Repeat the entries shown below with every word and mark intact.
- - -
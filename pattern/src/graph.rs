//! Pattern graphs.

use crate::{GpEdge, GpNode, PatternError, PatternResult};
use std::collections::btree_map::Entry;
use std::collections::BTreeMap;

/// The nodes and edges of a graph pattern.
///
/// Outgoing and incoming indices mirror the edge set exactly. Nodes and
/// edges are kept in id order so iteration is deterministic.
#[derive(Debug, Clone, PartialEq, Eq, Default)]
pub struct PatternGraph {
    nodes: BTreeMap<String, GpNode>,
    edges: BTreeMap<String, GpEdge>,
    /// Node id -> ids of edges leaving it
    outgoing: BTreeMap<String, Vec<String>>,
    /// Node id -> ids of edges entering it
    incoming: BTreeMap<String, Vec<String>>,
}

impl PatternGraph {
    /// Build a pattern graph, checking that every edge endpoint is declared.
    ///
    /// Repeated identical nodes or edges collapse into one; two different
    /// declarations sharing an id are rejected.
    pub fn new(
        nodes: impl IntoIterator<Item = GpNode>,
        edges: impl IntoIterator<Item = GpEdge>,
    ) -> PatternResult<Self> {
        let mut graph = Self::default();

        for node in nodes {
            match graph.nodes.entry(node.id.clone()) {
                Entry::Occupied(existing) if existing.get() == &node => {}
                Entry::Occupied(_) => return Err(PatternError::duplicate_node_id(node.id)),
                Entry::Vacant(slot) => {
                    slot.insert(node);
                }
            }
        }

        for edge in edges {
            for endpoint in [&edge.source, &edge.target] {
                if !graph.nodes.contains_key(endpoint) {
                    return Err(PatternError::missing_node(
                        endpoint.as_str(),
                        format!("edge '{}'", edge.id),
                    ));
                }
            }

            match graph.edges.entry(edge.id.clone()) {
                Entry::Occupied(existing) if existing.get() == &edge => {}
                Entry::Occupied(_) => return Err(PatternError::duplicate_edge_id(edge.id)),
                Entry::Vacant(slot) => {
                    graph
                        .outgoing
                        .entry(edge.source.clone())
                        .or_default()
                        .push(edge.id.clone());
                    graph
                        .incoming
                        .entry(edge.target.clone())
                        .or_default()
                        .push(edge.id.clone());
                    slot.insert(edge);
                }
            }
        }

        for ids in graph.outgoing.values_mut() {
            ids.sort();
        }
        for ids in graph.incoming.values_mut() {
            ids.sort();
        }

        Ok(graph)
    }

    pub fn node(&self, id: &str) -> Option<&GpNode> {
        self.nodes.get(id)
    }

    pub fn edge(&self, id: &str) -> Option<&GpEdge> {
        self.edges.get(id)
    }

    pub fn contains_node(&self, id: &str) -> bool {
        self.nodes.contains_key(id)
    }

    pub fn contains_edge(&self, id: &str) -> bool {
        self.edges.contains_key(id)
    }

    /// All nodes in id order.
    pub fn nodes(&self) -> impl Iterator<Item = &GpNode> + '_ {
        self.nodes.values()
    }

    /// All edges in id order.
    pub fn edges(&self) -> impl Iterator<Item = &GpEdge> + '_ {
        self.edges.values()
    }

    pub fn node_count(&self) -> usize {
        self.nodes.len()
    }

    pub fn edge_count(&self) -> usize {
        self.edges.len()
    }

    /// Edges leaving `node`, self-loops included.
    pub fn outgoing<'a>(&'a self, node: &str) -> impl Iterator<Item = &'a GpEdge> + 'a {
        self.adjacent(&self.outgoing, node)
    }

    /// Edges entering `node`, self-loops included.
    pub fn incoming<'a>(&'a self, node: &str) -> impl Iterator<Item = &'a GpEdge> + 'a {
        self.adjacent(&self.incoming, node)
    }

    /// Required self-connections of `node`.
    pub fn self_loops<'a>(&'a self, node: &str) -> impl Iterator<Item = &'a GpEdge> + 'a {
        self.outgoing(node).filter(|edge| edge.is_self_loop())
    }

    fn adjacent<'a>(
        &'a self,
        index: &'a BTreeMap<String, Vec<String>>,
        node: &str,
    ) -> impl Iterator<Item = &'a GpEdge> + 'a {
        index
            .get(node)
            .into_iter()
            .flatten()
            .filter_map(|id| self.edges.get(id))
    }
}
- - -
• **Expected answer**:
filename pattern/src/graph.rs
//! Pattern graphs.

use crate::{GpEdge, GpNode, PatternError, PatternResult};
use std::collections::btree_map::Entry;
use std::collections::BTreeMap;

/// The nodes and edges of a graph pattern.
///
/// Outgoing and incoming indices mirror the edge set exactly. Nodes and
/// edges are kept in id order so iteration is deterministic.
#[derive(Debug, Clone, PartialEq, Eq, Default)]
pub struct PatternGraph {
    nodes: BTreeMap<String, GpNode>,
    edges: BTreeMap<String, GpEdge>,
    /// Node id -> ids of edges leaving it
    outgoing: BTreeMap<String, Vec<String>>,
    /// Node id -> ids of edges entering it
    incoming: BTreeMap<String, Vec<String>>,
}

impl PatternGraph {
    /// Build a pattern graph, checking that every edge endpoint is declared.
    ///
    /// Repeated identical nodes or edges collapse into one; two different
    /// declarations sharing an id are rejected.
    pub fn new(
        nodes: impl IntoIterator<Item = GpNode>,
        edges: impl IntoIterator<Item = GpEdge>,
    ) -> PatternResult<Self> {
        let mut graph = Self::default();

        for node in nodes {
            match graph.nodes.entry(node.id.clone()) {
                Entry::Occupied(existing) if existing.get() == &node => {}
                Entry::Occupied(_) => return Err(PatternError::duplicate_node_id(node.id)),
                Entry::Vacant(slot) => {
                    slot.insert(node);
                }
            }
        }

        for edge in edges {
            for endpoint in [&edge.source, &edge.target] {
                if !graph.nodes.contains_key(endpoint) {
                    return Err(PatternError::missing_node(
                        endpoint.as_str(),
                        format!("edge '{}'", edge.id),
                    ));
                }
            }

            match graph.edges.entry(edge.id.clone()) {
                Entry::Occupied(existing) if existing.get() == &edge => {}
                Entry::Occupied(_) => return Err(PatternError::duplicate_edge_id(edge.id)),
                Entry::Vacant(slot) => {
                    graph
                        .outgoing
                        .entry(edge.source.clone())
                        .or_default()
                        .push(edge.id.clone());
                    graph
                        .incoming
                        .entry(edge.target.clone())
                        .or_default()
                        .push(edge.id.clone());
                    slot.insert(edge);
                }
            }
        }

        for ids in graph.outgoing.values_mut() {
            ids.sort();
        }
        for ids in graph.incoming.values_mut() {
            ids.sort();
        }

        Ok(graph)
    }

    pub fn node(&self, id: &str) -> Option<&GpNode> {
        self.nodes.get(id)
    }

    pub fn edge(&self, id: &str) -> Option<&GpEdge> {
        self.edges.get(id)
    }

    pub fn contains_node(&self, id: &str) -> bool {
        self.nodes.contains_key(id)
    }

    pub fn contains_edge(&self, id: &str) -> bool {
        self.edges.contains_key(id)
    }

    /// All nodes in id order.
    pub fn nodes(&self) -> impl Iterator<Item = &GpNode> + '_ {
        self.nodes.values()
    }

    /// All edges in id order.
    pub fn edges(&self) -> impl Iterator<Item = &GpEdge> + '_ {
        self.edges.values()
    }

    pub fn node_count(&self) -> usize {
        self.nodes.len()
    }

    pub fn edge_count(&self) -> usize {
        self.edges.len()
    }

    /// Edges leaving `node`, self-loops included.
    pub fn outgoing<'a>(&'a self, node: &str) -> impl Iterator<Item = &'a GpEdge> + 'a {
        self.adjacent(&self.outgoing, node)
    }

    /// Edges entering `node`, self-loops included.
    pub fn incoming<'a>(&'a self, node: &str) -> impl Iterator<Item = &'a GpEdge> + 'a {
        self.adjacent(&self.incoming, node)
    }

    /// Required self-connections of `node`.
    pub fn self_loops<'a>(&'a self, node: &str) -> impl Iterator<Item = &'a GpEdge> + 'a {
        self.outgoing(node).filter(|edge| edge.is_self_loop())
    }

    fn adjacent<'a>(
        &'a self,
        index: &'a BTreeMap<String, Vec<String>>,
        node: &str,
    ) -> impl Iterator<Item = &'a GpEdge> + 'a {
        index
            .get(node)
            .into_iter()
            .flatten()
            .filter_map(|id| self.edges.get(id))
    }
}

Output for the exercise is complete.